Issue 2


Before determining how to hide data in the frequency domain we needed to determine where to hide it. In order to due this we balanced two main findings.

Visual Considerations

Our first finding dealt with the way a human eye looks at images. For our project we sought to encode as much data as we could into an image with the spatial domain of the picture being affected at all. To do this we researched the human visual system (HVS) and found that the eye cannot detect frequencies that are on either axis of the frequency domain. The graph below is a plot of HVS applied to the discrete cosine transform. frequencies near the axis have high magnitudes, showing that they can be changed with little effect to the image.

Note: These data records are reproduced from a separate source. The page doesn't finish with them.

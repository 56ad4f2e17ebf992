//! Signature blocks shared by tickets and certificates.
//!
//! A signed blob starts with a 32-bit signature-type tag followed by the
//! signature and fixed padding; the signed payload begins right after
//! the padded block. Certificates store the tag big-endian (a Wii-era
//! holdover), tickets little-endian.

use crate::error::{Error, HeaderKind, Result};

#[derive(Debug, Clone, Copy, PartialEq, Eq)]
pub enum SignatureType {
    Rsa4096Sha1,
    Rsa2048Sha1,
    Ecc480Sha1,
    Rsa4096Sha256,
    Rsa2048Sha256,
    Ecc480Sha256,
    Hmac160Sha1,
}

impl SignatureType {
    pub fn from_raw(value: u32) -> Option<Self> {
        match value {
            0x10000 => Some(SignatureType::Rsa4096Sha1),
            0x10001 => Some(SignatureType::Rsa2048Sha1),
            0x10002 => Some(SignatureType::Ecc480Sha1),
            0x10003 => Some(SignatureType::Rsa4096Sha256),
            0x10004 => Some(SignatureType::Rsa2048Sha256),
            0x10005 => Some(SignatureType::Ecc480Sha256),
            0x10006 => Some(SignatureType::Hmac160Sha1),
            _ => None,
        }
    }

    pub fn raw(self) -> u32 {
        match self {
            SignatureType::Rsa4096Sha1 => 0x10000,
            SignatureType::Rsa2048Sha1 => 0x10001,
            SignatureType::Ecc480Sha1 => 0x10002,
            SignatureType::Rsa4096Sha256 => 0x10003,
            SignatureType::Rsa2048Sha256 => 0x10004,
            SignatureType::Ecc480Sha256 => 0x10005,
            SignatureType::Hmac160Sha1 => 0x10006,
        }
    }

    /// Size of the signature itself.
    pub fn signature_size(self) -> usize {
        match self {
            SignatureType::Rsa4096Sha1 | SignatureType::Rsa4096Sha256 => 0x200,
            SignatureType::Rsa2048Sha1 | SignatureType::Rsa2048Sha256 => 0x100,
            SignatureType::Ecc480Sha1 | SignatureType::Ecc480Sha256 => 0x3C,
            SignatureType::Hmac160Sha1 => 0x14,
        }
    }

    /// Size of the whole signature block (tag + signature + padding);
    /// the signed payload starts here.
    pub fn block_size(self) -> usize {
        match self {
            SignatureType::Rsa4096Sha1 | SignatureType::Rsa4096Sha256 => 0x240,
            SignatureType::Rsa2048Sha1 | SignatureType::Rsa2048Sha256 => 0x140,
            SignatureType::Ecc480Sha1 | SignatureType::Ecc480Sha256 => 0x80,
            SignatureType::Hmac160Sha1 => 0x40,
        }
    }

    /// Reads the tag from the start of a signed blob.
    pub fn from_blob(data: &[u8], big_endian: bool) -> Result<Self> {
        if data.len() < 4 {
            return Err(Error::CorruptHeader(
                HeaderKind::Ticket,
                "signed blob shorter than its type tag".to_string(),
            ));
        }
        let raw = if big_endian {
            u32::from_be_bytes(data[..4].try_into().unwrap())
        } else {
            u32::from_le_bytes(data[..4].try_into().unwrap())
        };
        Self::from_raw(raw).ok_or_else(|| {
            Error::CorruptHeader(
                HeaderKind::Ticket,
                format!("unknown signature type 0x{raw:08X}"),
            )
        })
    }
}

#[cfg(test)]
mod tests {
    use super::*;

    #[test]
    fn test_tag_round_trip() {
        for raw in 0x10000u32..=0x10006 {
            let sig = SignatureType::from_raw(raw).unwrap();
            assert_eq!(sig.raw(), raw);
        }
        assert!(SignatureType::from_raw(0x10007).is_none());
        assert!(SignatureType::from_raw(0).is_none());
    }

    #[test]
    fn test_block_sizes_include_padding() {
        assert_eq!(SignatureType::Rsa2048Sha256.block_size(), 0x140);
        assert_eq!(SignatureType::Rsa2048Sha256.signature_size(), 0x100);
        assert_eq!(SignatureType::Rsa4096Sha256.block_size(), 0x240);
        assert_eq!(SignatureType::Ecc480Sha256.block_size(), 0x80);
        assert_eq!(SignatureType::Hmac160Sha1.block_size(), 0x40);
    }

    #[test]
    fn test_endianness_per_container() {
        // Tickets: little-endian tag.
        let mut tik = vec![0u8; 8];
        tik[..4].copy_from_slice(&0x10004u32.to_le_bytes());
        assert_eq!(
            SignatureType::from_blob(&tik, false).unwrap(),
            SignatureType::Rsa2048Sha256
        );

        // Certificates: big-endian tag.
        let mut cert = vec![0u8; 8];
        cert[..4].copy_from_slice(&0x10003u32.to_be_bytes());
        assert_eq!(
            SignatureType::from_blob(&cert, true).unwrap(),
            SignatureType::Rsa4096Sha256
        );
    }
}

This led to our conclusion that we needed to encode our message near to and parallel to the axis.

Printing Considerations

Our second study involved the changes that occur to images that go through the printing and scanning process. We found that this process attenuates the high frequency portions of our image. This meant that changing the coefficients of higher frequencies would we irrecoverable as these coefficients would get wiped out in the process We also found that changing very low frequencies distorted our image significantly. The reason for this is that the magnitudes of the low frequency coefficients are very large. We determined that changing middle-range frequencies would be optimal for extracting code without a noticeable distortion to the image.

Algorithm

Balancing these two factors, we decided to hide data into ‘bands’ or ‘blocks or coefficients that were both close and parallel to either axis and in the 25-40% range of the frequencies of our image.